- [DATA]:
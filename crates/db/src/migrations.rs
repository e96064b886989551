use sqlx::migrate::{MigrateError, Migrator};

use crate::DbPool;

pub static MIGRATOR: Migrator = sqlx::migrate!("../../migrations");

pub async fn run_pending(pool: &DbPool) -> Result<(), MigrateError> {
    MIGRATOR.run(pool).await
}

#[cfg(test)]
mod tests {
    use sqlx::Row;

    use super::run_pending;
    use crate::{connect_with_settings, migrations::MIGRATOR};

    const MANAGED_SCHEMA_OBJECTS: &[&str] = &[
        "tenants",
        "users",
        "plans",
        "conversations",
        "messages",
        "leads",
        "prompt_templates",
        "knowledge_documents",
        "uq_users_tenant_user_key",
        "uq_plans_tenant_slug",
        "uq_messages_conversation_seq",
        "uq_prompt_templates_tenant_type_version",
        "uq_knowledge_documents_tenant_slug",
        "idx_conversations_tenant_user",
        "idx_conversations_tenant_status",
        "idx_conversations_tenant_stage",
        "idx_messages_tenant_conversation",
        "idx_leads_tenant_stage",
        "idx_leads_tenant_conversation",
        "idx_prompt_templates_tenant_type_active",
        "idx_knowledge_documents_tenant_type",
    ];

    async fn table_count(pool: &sqlx::SqlitePool, name: &str) -> i64 {
        sqlx::query("SELECT COUNT(*) AS count FROM sqlite_master WHERE type = 'table' AND name = ?")
            .bind(name)
            .fetch_one(pool)
            .await
            .expect("check table")
            .get::<i64, _>("count")
    }

    #[tokio::test]
    async fn migrations_create_baseline_tables() {
        let pool = connect_with_settings("sqlite::memory:", 1, 30).await.expect("connect");
        run_pending(&pool).await.expect("run migrations");

        for table in
            ["tenants", "users", "plans", "conversations", "messages", "leads", "prompt_templates", "knowledge_documents"]
        {
            assert_eq!(table_count(&pool, table).await, 1, "missing table {table}");
        }
    }

    #[tokio::test]
    async fn per_tenant_uniqueness_is_compound_not_global() {
        let pool = connect_with_settings("sqlite::memory:", 1, 30).await.expect("connect");
        run_pending(&pool).await.expect("run migrations");

        let unique_indexes = sqlx::query(
            "SELECT sql FROM sqlite_master WHERE type = 'index' AND name IN
             ('uq_users_tenant_user_key', 'uq_plans_tenant_slug',
              'uq_prompt_templates_tenant_type_version', 'uq_knowledge_documents_tenant_slug')",
        )
        .fetch_all(&pool)
        .await
        .expect("load unique indexes");

        assert_eq!(unique_indexes.len(), 4);
        for row in unique_indexes {
            let sql = row.get::<String, _>("sql");
            assert!(sql.contains("tenant_id"), "unique index must include tenant_id: {sql}");
        }
    }

    #[tokio::test]
    async fn migrations_are_reversible() {
        let pool = connect_with_settings("sqlite::memory:", 1, 30).await.expect("connect");
        run_pending(&pool).await.expect("run migrations");

        MIGRATOR.undo(&pool, 0).await.expect("undo migrations");

        assert_eq!(table_count(&pool, "tenants").await, 0);
        assert_eq!(table_count(&pool, "conversations").await, 0);
    }

    #[tokio::test]
    async fn migrations_up_down_up_preserves_schema_signature() {
        let pool = connect_with_settings("sqlite::memory:", 1, 30).await.expect("connect");
        run_pending(&pool).await.expect("run migrations");

        let initial_signature = managed_schema_signature(&pool).await;
        assert_eq!(
            initial_signature.len(),
            MANAGED_SCHEMA_OBJECTS.len(),
            "initial migration pass should create all managed schema objects",
        );

        MIGRATOR.undo(&pool, 0).await.expect("undo migrations");

        let after_down_signature = managed_schema_signature(&pool).await;
        assert!(
            after_down_signature.is_empty(),
            "managed schema objects should be removed after full undo",
        );

        run_pending(&pool).await.expect("re-run migrations");

        let after_second_up_signature = managed_schema_signature(&pool).await;
        assert_eq!(
            after_second_up_signature, initial_signature,
            "up/down/up should preserve migration-managed schema signature",
        );
    }

    async fn managed_schema_signature(pool: &sqlx::SqlitePool) -> Vec<(String, String, String)> {
        let mut signature: Vec<(String, String, String)> = sqlx::query(
            "SELECT type, name, IFNULL(sql, '') AS sql
             FROM sqlite_master
             WHERE type IN ('table', 'index')",
        )
        .fetch_all(pool)
        .await
        .expect("load schema objects")
        .into_iter()
        .filter_map(|row| {
            let name = row.get::<String, _>("name");
            if MANAGED_SCHEMA_OBJECTS.contains(&name.as_str()) {
                Some((row.get::<String, _>("type"), name, row.get::<String, _>("sql")))
            } else {
                None
            }
        })
        .collect();
        signature.sort();
        signature
    }
}
//! Administrator recognition.
//!
//! Admin access is granted when the user's display name contains one of
//! the configured keywords, case-insensitively. This is a known weak
//! check inherited from the product's history; it gates analytics, not a
//! security boundary.

pub fn is_admin_name(name: Option<&str>, keywords: &[String]) -> bool {
    let Some(name) = name else {
        return false;
    };
    let lowered = name.to_lowercase();
    keywords.iter().any(|keyword| {
        !keyword.is_empty() && lowered.contains(&keyword.to_lowercase())
    })
}

#[cfg(test)]
mod tests {
    use super::is_admin_name;

    fn keywords() -> Vec<String> {
        vec!["admin".to_owned(), "administrador".to_owned()]
    }

    #[test]
    fn containment_is_case_insensitive() {
        assert!(is_admin_name(Some("Office ADMIN"), &keywords()));
        assert!(is_admin_name(Some("administrador geral"), &keywords()));
        assert!(is_admin_name(Some("Admin"), &keywords()));
    }

    #[test]
    fn plain_names_are_not_admins() {
        assert!(!is_admin_name(Some("Alice"), &keywords()));
        assert!(!is_admin_name(None, &keywords()));
        assert!(!is_admin_name(Some(""), &keywords()));
    }

    #[test]
    fn empty_keywords_never_match() {
        assert!(!is_admin_name(Some("anyone"), &[String::new()]));
        assert!(!is_admin_name(Some("anyone"), &[]));
    }
}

- [WHAT IS BEING ASKED]: Retype the entire listing without altering anything.

- [TASK SOLUTION]:
filename crates/db/src/migrations.rs
repository e96064b886989551
use sqlx::migrate::{MigrateError, Migrator};

use crate::DbPool;

pub static MIGRATOR: Migrator = sqlx::migrate!("../../migrations");

pub async fn run_pending(pool: &DbPool) -> Result<(), MigrateError> {
    MIGRATOR.run(pool).await
}

#[cfg(test)]
mod tests {
    use sqlx::Row;

    use super::run_pending;
    use crate::{connect_with_settings, migrations::MIGRATOR};

    const MANAGED_SCHEMA_OBJECTS: &[&str] = &[
        "tenants",
        "users",
        "plans",
        "conversations",
        "messages",
        "leads",
        "prompt_templates",
        "knowledge_documents",
        "uq_users_tenant_user_key",
        "uq_plans_tenant_slug",
        "uq_messages_conversation_seq",
        "uq_prompt_templates_tenant_type_version",
        "uq_knowledge_documents_tenant_slug",
        "idx_conversations_tenant_user",
        "idx_conversations_tenant_status",
        "idx_conversations_tenant_stage",
        "idx_messages_tenant_conversation",
        "idx_leads_tenant_stage",
        "idx_leads_tenant_conversation",
        "idx_prompt_templates_tenant_type_active",
        "idx_knowledge_documents_tenant_type",
    ];

    async fn table_count(pool: &sqlx::SqlitePool, name: &str) -> i64 {
        sqlx::query("SELECT COUNT(*) AS count FROM sqlite_master WHERE type = 'table' AND name = ?")
            .bind(name)
            .fetch_one(pool)
            .await
            .expect("check table")
            .get::<i64, _>("count")
    }

    #[tokio::test]
    async fn migrations_create_baseline_tables() {
        let pool = connect_with_settings("sqlite::memory:", 1, 30).await.expect("connect");
        run_pending(&pool).await.expect("run migrations");

        for table in
            ["tenants", "users", "plans", "conversations", "messages", "leads", "prompt_templates", "knowledge_documents"]
        {
            assert_eq!(table_count(&pool, table).await, 1, "missing table {table}");
        }
    }

    #[tokio::test]
    async fn per_tenant_uniqueness_is_compound_not_global() {
        let pool = connect_with_settings("sqlite::memory:", 1, 30).await.expect("connect");
        run_pending(&pool).await.expect("run migrations");

        let unique_indexes = sqlx::query(
            "SELECT sql FROM sqlite_master WHERE type = 'index' AND name IN
             ('uq_users_tenant_user_key', 'uq_plans_tenant_slug',
              'uq_prompt_templates_tenant_type_version', 'uq_knowledge_documents_tenant_slug')",
        )
        .fetch_all(&pool)
        .await
        .expect("load unique indexes");

        assert_eq!(unique_indexes.len(), 4);
        for row in unique_indexes {
            let sql = row.get::<String, _>("sql");
            assert!(sql.contains("tenant_id"), "unique index must include tenant_id: {sql}");
        }
    }

    #[tokio::test]
    async fn migrations_are_reversible() {
        let pool = connect_with_settings("sqlite::memory:", 1, 30).await.expect("connect");
        run_pending(&pool).await.expect("run migrations");

        MIGRATOR.undo(&pool, 0).await.expect("undo migrations");

        assert_eq!(table_count(&pool, "tenants").await, 0);
        assert_eq!(table_count(&pool, "conversations").await, 0);
    }

    #[tokio::test]
    async fn migrations_up_down_up_preserves_schema_signature() {
        let pool = connect_with_settings("sqlite::memory:", 1, 30).await.expect("connect");
        run_pending(&pool).await.expect("run migrations");

        let initial_signature = managed_schema_signature(&pool).await;
        assert_eq!(
            initial_signature.len(),
            MANAGED_SCHEMA_OBJECTS.len(),
            "initial migration pass should create all managed schema objects",
        );

        MIGRATOR.undo(&pool, 0).await.expect("undo migrations");

        let after_down_signature = managed_schema_signature(&pool).await;
        assert!(
            after_down_signature.is_empty(),
            "managed schema objects should be removed after full undo",
        );

        run_pending(&pool).await.expect("re-run migrations");

        let after_second_up_signature = managed_schema_signature(&pool).await;
        assert_eq!(
            after_second_up_signature, initial_signature,
            "up/down/up should preserve migration-managed schema signature",
        );
    }

    async fn managed_schema_signature(pool: &sqlx::SqlitePool) -> Vec<(String, String, String)> {
        let mut signature: Vec<(String, String, String)> = sqlx::query(
            "SELECT type, name, IFNULL(sql, '') AS sql
             FROM sqlite_master
             WHERE type IN ('table', 'index')",
        )
        .fetch_all(pool)
        .await
        .expect("load schema objects")
        .into_iter()
        .filter_map(|row| {
            let name = row.get::<String, _>("name");
            if MANAGED_SCHEMA_OBJECTS.contains(&name.as_str()) {
                Some((row.get::<String, _>("type"), name, row.get::<String, _>("sql")))
            } else {
                None
            }
        })
        .collect();
        signature.sort();
        signature
    }
}
//! Administrator recognition.
//!
//! Admin access is granted when the user's display name contains one of
//! the configured keywords, case-insensitively. This is a known weak
//! check inherited from the product's history; it gates analytics, not a
//! security boundary.

pub fn is_admin_name(name: Option<&str>, keywords: &[String]) -> bool {
    let Some(name) = name else {
        return false;
    };
    let lowered = name.to_lowercase();
    keywords.iter().any(|keyword| {
        !keyword.is_empty() && lowered.contains(&keyword.to_lowercase())
    })
}

#[cfg(test)]
mod tests {
    use super::is_admin_name;

    fn keywords() -> Vec<String> {
        vec!["admin".to_owned(), "administrador".to_owned()]
    }

    #[test]
    fn containment_is_case_insensitive() {
        assert!(is_admin_name(Some("Office ADMIN"), &keywords()));
        assert!(is_admin_name(Some("administrador geral"), &keywords()));
        assert!(is_admin_name(Some("Admin"), &keywords()));
    }

    #[test]
    fn plain_names_are_not_admins() {
        assert!(!is_admin_name(Some("Alice"), &keywords()));
        assert!(!is_admin_name(None, &keywords()));
        assert!(!is_admin_name(Some(""), &keywords()));
    }

    #[test]
    fn empty_keywords_never_match() {
        assert!(!is_admin_name(Some("anyone"), &[String::new()]));
        assert!(!is_admin_name(Some("anyone"), &[]));
    }
}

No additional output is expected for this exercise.